E, nelle tragiche condizioni socio-politiche in cui versiamo (per non dire semplicemente umane), ciò è un esempio quanto mai prezioso di come il riflettere su e il riscrivere la propria storia, oltre che possibili forme d'arte, siano un antidoto al riduzionismo e alle banalizzazioni, comuni ma perverse risposte umane al dubbio, alla paura e a ciò che non si riesce a comprendere.





Anthony Joseph, poeta-scrittore-musicista, classe 1966, nato a Port of Spain (Trinidad & Tobago), vive dal 1989 in Inghilterra. Cresciuto dai nonni, inizia a scrivere giovanissimo, e nelle frequentazioni familiari presso la Chiesa Battista entra in contatto con spirituals e sermoni impregnati dei natii ritmi caraibici. Una sorta di processo di ri-apprendimento e di ri-appropriazione, in un contesto estraneo e lontano, delle proprie origini, come persone e come popolo, compiuto attraverso riti e rituali comunitari.

In questo 2016 funestato di notizie di attentati e di barconi affondati nel Mediterraneo, Anthony vuole dire la sua sul mondo, cercando - trasmutazione alchemica resa possibile, appunto, dall'arte - di rendere soggetto ciò che, visto attraverso lo sguardo dei media e conosciuto tramite internet e i social network, viene per lo più trattato come oggetto.

E lo fa (ri)partendo dalle proprie origini. 





Caribbean Roots (Heavenly Sweetness, 2016) è un disco che già dalla copertina presenta uno scenario ben poco da cartolina: una pittura surrealista/espressionista che raffigura un paesaggio urbano dis-umano (privo di presenze umane), in cui si aggirano due figure diaboliche, con tanto di ali, corna e forcone.

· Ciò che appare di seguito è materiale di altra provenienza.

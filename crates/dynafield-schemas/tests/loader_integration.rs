//! Loading schema documents from disk, validating them and building registries

use dynafield_schemas::loader::{CacheConfig, EnvExpander, LoaderConfig, LoaderError, SchemaLoader};
use dynafield_schemas::{create_record_schema_validator, validate_record_schemas_batch, SchemaValidator, ValidationConfig};
use serde_json::json;
use std::fs;
use std::path::Path;
use std::time::Duration;
use tempfile::tempdir;

fn write(dir: &Path, name: &str, content: &str) -> std::path::PathBuf {
    let path = dir.join(name);
    fs::write(&path, content).unwrap();
    path
}

const ORDERS_JSON: &str = r#"{
    "tenantId": "acme",
    "userId": "u-7",
    "name": "Orders",
    "description": "Orders placed through the shop",
    "fieldSchema": [
        {"__typename": "FloatField", "label": "total", "required": true},
        {"__typename": "EnumField", "label": "State", "allowedValues": ["open", "paid"], "defaultStr": "open"}
    ]
}"#;

#[test]
fn test_load_then_validate_record() {
    let dir = tempdir().unwrap();
    let path = write(
        dir.path(),
        "people.yml",
        "name: People\nfieldDefinitions:\n  - __typename: StrField\n    label: name\n    required: true\n  - __typename: IntField\n    label: age\n    constraintsInt: {geInt: 0}\n",
    );

    let mut loader = SchemaLoader::new();
    let schema = loader.load_record_schema(&path).unwrap();
    let model = schema.build_record_model().unwrap();
    let record = model.validate(&json!({"name": "Grace", "age": "85"})).unwrap();
    assert_eq!(record.get_i64("age"), Some(85));
}

#[test]
fn test_load_document() {
    let dir = tempdir().unwrap();
    let path = write(dir.path(), "orders.json", ORDERS_JSON);

    let document = SchemaLoader::new().load_document(&path).unwrap();
    assert_eq!(document.tenant_id, "acme");
    assert_eq!(document.field_schema.len(), 2);
    assert_eq!(document.to_model().unwrap().name(), "Orders");
}

#[test]
fn test_loaded_value_passes_strict_lint() {
    let dir = tempdir().unwrap();
    let path = write(dir.path(), "orders.json", ORDERS_JSON);

    let value = SchemaLoader::new().load_value(&path).unwrap();
    assert!(create_record_schema_validator().validate(&value).is_ok());
}

#[test]
fn test_unknown_extension_falls_back_on_content() {
    let dir = tempdir().unwrap();
    let path = write(dir.path(), "orders.schema", ORDERS_JSON);

    let document = SchemaLoader::new().load_document(&path).unwrap();
    assert_eq!(document.name, "Orders");
}

#[test]
fn test_env_expansion_can_be_disabled() {
    let dir = tempdir().unwrap();
    let path = write(
        dir.path(),
        "raw.yaml",
        "name: ${ENV:DYNAFIELD_UNSET_FOR_TESTS}\nfieldDefinitions:\n  - {__typename: StrField, label: a}\n",
    );

    let err = SchemaLoader::new().load_value(&path).unwrap_err();
    assert!(matches!(err, LoaderError::EnvironmentError { .. }));
    assert!(err.is_recoverable());

    let config = LoaderConfig {
        allow_env_expansion: false,
        ..LoaderConfig::default()
    };
    let value = SchemaLoader::with_config(config).load_value(&path).unwrap();
    assert_eq!(value["name"], "${ENV:DYNAFIELD_UNSET_FOR_TESTS}");
}

#[test]
fn test_env_values_feed_descriptors() {
    let dir = tempdir().unwrap();
    let path = write(
        dir.path(),
        "limits.yaml",
        "name: Limits\nfieldDefinitions:\n  - __typename: StrField\n    label: ${ENV:LABEL_NAME}\n",
    );

    let mut loader = SchemaLoader::new().with_env(EnvExpander::new().with_var("LABEL_NAME", "region"));
    let schema = loader.load_record_schema(&path).unwrap();
    assert_eq!(schema.fields()[0].label(), "region");
}

#[test]
fn test_cache_reuse_and_reload() {
    let dir = tempdir().unwrap();
    let path = write(dir.path(), "orders.json", ORDERS_JSON);

    let mut loader = SchemaLoader::new();
    loader.load_value(&path).unwrap();
    loader.load_value(&path).unwrap();
    assert_eq!(loader.cache_stats().total_entries, 1);

    let reloaded = loader.reload(&path).unwrap();
    assert_eq!(reloaded["name"], "Orders");

    loader.clear_cache();
    assert!(!loader.is_cached(&path).unwrap());
}

#[test]
fn test_disabled_cache() {
    let dir = tempdir().unwrap();
    let path = write(dir.path(), "orders.json", ORDERS_JSON);

    let config = LoaderConfig {
        cache: CacheConfig {
            enabled: false,
            max_entries: 4,
            max_age: Some(Duration::from_secs(5)),
        },
        ..LoaderConfig::default()
    };
    let mut loader = SchemaLoader::with_config(config);
    loader.load_value(&path).unwrap();
    assert!(!loader.is_cached(&path).unwrap());
}

#[test]
fn test_registry_from_nested_directories() {
    let dir = tempdir().unwrap();
    fs::create_dir(dir.path().join("more")).unwrap();
    write(
        dir.path(),
        "a.json",
        r#"{"name": "A", "fieldDefinitions": [{"__typename": "StrField", "label": "x"}]}"#,
    );
    write(
        &dir.path().join("more"),
        "b.yaml",
        "name: B\nfieldDefinitions:\n  - {__typename: IntField, label: y}\n",
    );

    let flat = SchemaLoader::new().load_registry(dir.path()).unwrap();
    assert_eq!(flat.len(), 1);

    let config = LoaderConfig {
        recursive: true,
        ..LoaderConfig::default()
    };
    let nested = SchemaLoader::with_config(config).load_registry(dir.path()).unwrap();
    assert_eq!(nested.len(), 2);
}

#[test]
fn test_registry_stops_at_broken_document() {
    let dir = tempdir().unwrap();
    write(dir.path(), "broken.json", "{ not json");

    let err = SchemaLoader::new().load_registry(dir.path()).unwrap_err();
    assert!(matches!(err, LoaderError::JsonParseError { .. }));
    assert!(err.path().is_some());
}

#[test]
fn test_missing_file() {
    let err = SchemaLoader::new()
        .load_value(Path::new("/definitely/not/here.yaml"))
        .unwrap_err();
    assert!(matches!(err, LoaderError::IoError { .. }));
}

#[test]
fn test_batch_over_loaded_documents() {
    let dir = tempdir().unwrap();
    let good = write(dir.path(), "orders.json", ORDERS_JSON);
    let bad = write(
        dir.path(),
        "bad.yaml",
        "fieldDefinitions:\n  - {__typename: EnumField, label: e, allowedValues: [a], defaultStr: z}\n",
    );

    let mut loader = SchemaLoader::new();
    let documents = vec![loader.load_value(&good).unwrap(), loader.load_value(&bad).unwrap()];
    let errors = validate_record_schemas_batch(&documents, &ValidationConfig::partial()).unwrap_err();
    assert_eq!(errors.len(), 1);
    assert!(errors.at("$[1].fieldDefinitions[0].defaultStr").is_some());
}
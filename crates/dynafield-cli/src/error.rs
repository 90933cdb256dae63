//! Error types and handling for the CLI
//!
//! Every failure a command can hit maps onto one variant here, and every
//! variant onto a stable process exit code.

use dynafield_schemas::LoaderError;
use std::io;
use std::path::PathBuf;

/// Result type alias for CLI operations
pub type Result<T> = std::result::Result<T, Error>;

/// Main error type for CLI operations
#[derive(Debug, thiserror::Error)]
pub enum Error {
    /// IO error (file operations, etc.)
    #[error("IO error: {0}")]
    Io(#[from] io::Error),

    /// Error from dynafield-core
    #[error("{0}")]
    Core(#[from] dynafield_core::Error),

    /// Error while loading a schema, record or config document
    #[error("{0}")]
    Loader(#[from] LoaderError),

    /// File not found
    #[error("File not found: {}", path.display())]
    FileNotFound { path: PathBuf },

    /// Invalid file format
    #[error("Invalid file format for {}: expected {}", path.display(), expected)]
    InvalidFormat { path: PathBuf, expected: String },

    /// Configuration error
    #[error("Configuration error: {0}")]
    Config(String),

    /// Invalid argument combination
    #[error("Invalid arguments: {0}")]
    InvalidArgs(String),

    /// A document or record failed validation; details were already printed
    #[error("Validation failed with {count} error(s)")]
    Validation { count: usize },

    /// JSON serialization/deserialization error
    #[error("JSON error: {0}")]
    Json(#[from] serde_json::Error),

    /// YAML serialization/deserialization error
    #[error("YAML error: {0}")]
    Yaml(#[from] serde_yaml::Error),

    /// Anything else, with context
    #[error(transparent)]
    Other(#[from] anyhow::Error),
}

impl Error {
    /// Create a configuration error
    pub fn config(message: impl Into<String>) -> Self {
        Self::Config(message.into())
    }

    /// Create an invalid arguments error
    pub fn invalid_args(message: impl Into<String>) -> Self {
        Self::InvalidArgs(message.into())
    }

    /// Get the exit code for this error
    pub fn exit_code(&self) -> i32 {
        match self {
            Self::Validation { .. } => 1,
            Self::Core(_) => 2,
            Self::FileNotFound { .. } => 3,
            Self::InvalidFormat { .. } => 4,
            Self::Config(_) => 5,
            Self::InvalidArgs(_) => 6,
            Self::Loader(_) => 7,
            Self::Io(_) => 10,
            Self::Json(_) => 12,
            Self::Yaml(_) => 13,
            Self::Other(_) => 99,
        }
    }

    /// Check if this error should display usage help
    pub fn should_show_help(&self) -> bool {
        matches!(self, Self::InvalidArgs(_))
    }
}

/// Format an error for display to the user
pub fn format_error(error: &Error, use_color: bool) -> String {
    if use_color {
        use colored::Colorize;
        format!("{} {}", "Error:".red().bold(), error)
    } else {
        format!("Error: {}", error)
    }
}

Le influenze caraibiche, mento-calypso-etc, in realtà innervano tutta la musica di Anthony Joseph, a partire dal primo album con la Spasm Band, nella sua carriera solista e nei contributi per altri progetti (i nostrani, ottimi Mop Mop).

Non resta che ascoltare e lasciarsi andare sull'onda sinuosa dei ritmi intessuti da Anthony e da una band fenomenale, con un orecchio attento alle liriche. Our History parla, sì, della storia del popolo di Trinidad: di resistenza, talvolta anche violenta, al colonialismo. Si tratta di una storia sempre ridondante, che si ripete a livello di dinamiche e di eventi, che pur nella specificità delle singole storie locali sembra avvitarsi su stessa in un processo in cui, apparentemente, non riusciamo ad apprendere dai nostri errori. Un processo in cui, per sfuggire ai diavoli della copertina, l'unica soluzione per non soccombere sembra essere quella della fuga.

Noi che possiamo permetterci di non fuggire allora potremmo, come minimo, cercare di lottare, almeno nel nostro piccolo. E in ciò la musica e l'arte ci vengono sempre in aiuto.